use std::time::Duration;

use crate::reactions::DEFAULT_REACTION_DURATION;
use crate::turn_timer::DEFAULT_TURN_TICKS;

pub const DEFAULT_WS_URL: &str = "ws://localhost:3001/ws";
pub const DEFAULT_TICK_INTERVAL: Duration = Duration::from_secs(1);
pub const DEFAULT_REJOIN_DELAY: Duration = Duration::from_millis(300);
pub const DEFAULT_RECONNECT_DELAY: Duration = Duration::from_secs(1);

#[derive(Debug, Clone)]
pub struct ClientConfig {
    pub ws_url: String,
    /// Turn length in ticks of `tick_interval`.
    pub turn_ticks: u32,
    pub tick_interval: Duration,
    pub reaction_duration: Duration,
    /// Wait between transport connect and the rejoin request.
    pub rejoin_delay: Duration,
    pub reconnect_delay: Duration,
}

impl ClientConfig {
    pub fn new(ws_url: impl Into<String>) -> Self {
        Self {
            ws_url: ws_url.into(),
            turn_ticks: DEFAULT_TURN_TICKS,
            tick_interval: DEFAULT_TICK_INTERVAL,
            reaction_duration: DEFAULT_REACTION_DURATION,
            rejoin_delay: DEFAULT_REJOIN_DELAY,
            reconnect_delay: DEFAULT_RECONNECT_DELAY,
        }
    }

    #[must_use]
    pub fn with_turn_ticks(mut self, ticks: u32) -> Self {
        self.turn_ticks = ticks.max(1);
        self
    }

    #[must_use]
    pub fn with_tick_interval(mut self, interval: Duration) -> Self {
        self.tick_interval = interval;
        self
    }

    #[must_use]
    pub fn with_reaction_duration(mut self, duration: Duration) -> Self {
        self.reaction_duration = duration;
        self
    }

    #[must_use]
    pub fn with_rejoin_delay(mut self, delay: Duration) -> Self {
        self.rejoin_delay = delay;
        self
    }

    #[must_use]
    pub fn with_reconnect_delay(mut self, delay: Duration) -> Self {
        self.reconnect_delay = delay;
        self
    }
}

impl Default for ClientConfig {
    fn default() -> Self {
        Self::new(DEFAULT_WS_URL)
    }
}
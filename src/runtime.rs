use std::future;
use std::time::Duration;

use tokio::sync::{mpsc, oneshot, watch};
use tokio::time::{interval_at, sleep_until, Instant, Interval, MissedTickBehavior};
use tracing::{debug, info};
use url::Url;

use crate::config::ClientConfig;
use crate::connection::{ConnectionEvent, ConnectionHandle};
use crate::dispatcher::Intent;
use crate::error::ClientError;
use crate::identity::IdentityStore;
use crate::session::{Session, SessionEvent};
use crate::view::TableView;

const MIN_TICK_INTERVAL: Duration = Duration::from_millis(1);

#[derive(Debug, Clone, PartialEq, Eq)]
pub enum Command {
    Intent(Intent),
    ToggleCard(String),
    ClearSelection,
    SetName(String),
    SetFace(Option<String>),
    Leave,
    Shutdown,
}

type CommandEnvelope = (Command, oneshot::Sender<Result<(), ClientError>>);

#[derive(Clone)]
pub struct ClientHandle {
    commands: mpsc::UnboundedSender<CommandEnvelope>,
    view: watch::Receiver<TableView>,
}

impl ClientHandle {
    pub async fn execute(&self, command: Command) -> Result<(), ClientError> {
        let (reply, response) = oneshot::channel();
        self.commands
            .send((command, reply))
            .map_err(|_| ClientError::Stopped)?;
        response.await.map_err(|_| ClientError::Stopped)?
    }

    pub async fn intent(&self, intent: Intent) -> Result<(), ClientError> {
        self.execute(Command::Intent(intent)).await
    }

    pub async fn shutdown(&self) {
        let _ = self.execute(Command::Shutdown).await;
    }

    pub fn view(&self) -> TableView {
        self.view.borrow().clone()
    }

    pub fn watch_view(&self) -> watch::Receiver<TableView> {
        self.view.clone()
    }
}

pub fn start(
    config: ClientConfig,
    identity: IdentityStore,
) -> Result<(ClientHandle, mpsc::UnboundedReceiver<SessionEvent>), ClientError> {
    let url = Url::parse(&config.ws_url)?;
    let session = Session::new(&config, identity);
    let (conn_tx, conn_rx) = mpsc::unbounded_channel();
    let connection = ConnectionHandle::spawn(url, config.reconnect_delay, conn_tx);
    let (commands, command_rx) = mpsc::unbounded_channel();
    let (events_tx, events_rx) = mpsc::unbounded_channel();
    let (view_tx, view_rx) = watch::channel(session.view(Instant::now()));
    let driver = Driver {
        session,
        connection,
        tick_interval: config.tick_interval.max(MIN_TICK_INTERVAL),
        events: events_tx,
        view: view_tx,
    };
    tokio::spawn(driver.run(conn_rx, command_rx));
    Ok((
        ClientHandle {
            commands,
            view: view_rx,
        },
        events_rx,
    ))
}

struct Driver {
    session: Session,
    connection: ConnectionHandle,
    tick_interval: Duration,
    events: mpsc::UnboundedSender<SessionEvent>,
    view: watch::Sender<TableView>,
}

impl Driver {
    async fn run(
        mut self,
        mut conn_rx: mpsc::UnboundedReceiver<ConnectionEvent>,
        mut command_rx: mpsc::UnboundedReceiver<CommandEnvelope>,
    ) {
        let mut ticker: Option<Interval> = None;
        let mut ticker_generation = self.session.timer().generation();
        loop {
            let rejoin_at = self.session.rejoin_deadline();
            let reaction_at = self.session.reaction_deadline();
            tokio::select! {
                event = conn_rx.recv() => match event {
                    Some(ConnectionEvent::Connected) => self.session.on_connected(Instant::now()),
                    Some(ConnectionEvent::Message(msg)) => {
                        self.session.on_server_msg(msg, Instant::now());
                    }
                    Some(ConnectionEvent::Disconnected) => self.session.on_disconnected(),
                    None => break,
                },
                command = command_rx.recv() => {
                    let Some((command, reply)) = command else {
                        break;
                    };
                    if command == Command::Shutdown {
                        let _ = reply.send(Ok(()));
                        break;
                    }
                    let _ = reply.send(self.apply(command));
                }
                _ = next_tick(&mut ticker) => self.session.on_tick(),
                _ = sleep_until_some(rejoin_at) => self.session.poll_rejoin(Instant::now()),
                _ = sleep_until_some(reaction_at) => self.session.sweep_reactions(Instant::now()),
            }

            // Replace the interval in the same turn the timer restarted, so a
            // stale tick can never reach the new countdown.
            let generation = self.session.timer().generation();
            if generation != ticker_generation {
                ticker_generation = generation;
                ticker = self.session.timer().is_running().then(|| {
                    let mut interval =
                        interval_at(Instant::now() + self.tick_interval, self.tick_interval);
                    interval.set_missed_tick_behavior(MissedTickBehavior::Delay);
                    interval
                });
            } else if !self.session.timer().is_running() {
                ticker = None;
            }
            self.flush();
        }
        info!("client loop stopped");
        self.connection.close();
    }

    fn apply(&mut self, command: Command) -> Result<(), ClientError> {
        debug!(?command, "command");
        match command {
            Command::Intent(intent) => self.session.dispatch(intent),
            Command::ToggleCard(card_id) => {
                self.session.toggle_card(&card_id);
                Ok(())
            }
            Command::ClearSelection => {
                self.session.clear_selection();
                Ok(())
            }
            Command::SetName(name) => Ok(self.session.set_name(&name)?),
            Command::SetFace(face) => Ok(self.session.set_face(face.as_deref())?),
            Command::Leave => Ok(self.session.leave()?),
            Command::Shutdown => Ok(()),
        }
    }

    fn flush(&mut self) {
        for msg in self.session.take_outbox() {
            self.connection.send(msg);
        }
        for event in self.session.take_events() {
            let _ = self.events.send(event);
        }
        self.view.send_replace(self.session.view(Instant::now()));
    }
}

async fn next_tick(ticker: &mut Option<Interval>) {
    match ticker {
        Some(interval) => {
            interval.tick().await;
        }
        None => future::pending().await,
    }
}

async fn sleep_until_some(deadline: Option<Instant>) {
    match deadline {
        Some(deadline) => sleep_until(deadline).await,
        None => future::pending().await,
    }
}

====

Identify the lines above with the word "SetFace". Copy them.

    SetFace(Option<String>),
            Command::SetFace(face) => Ok(self.session.set_face(face.as_deref())?),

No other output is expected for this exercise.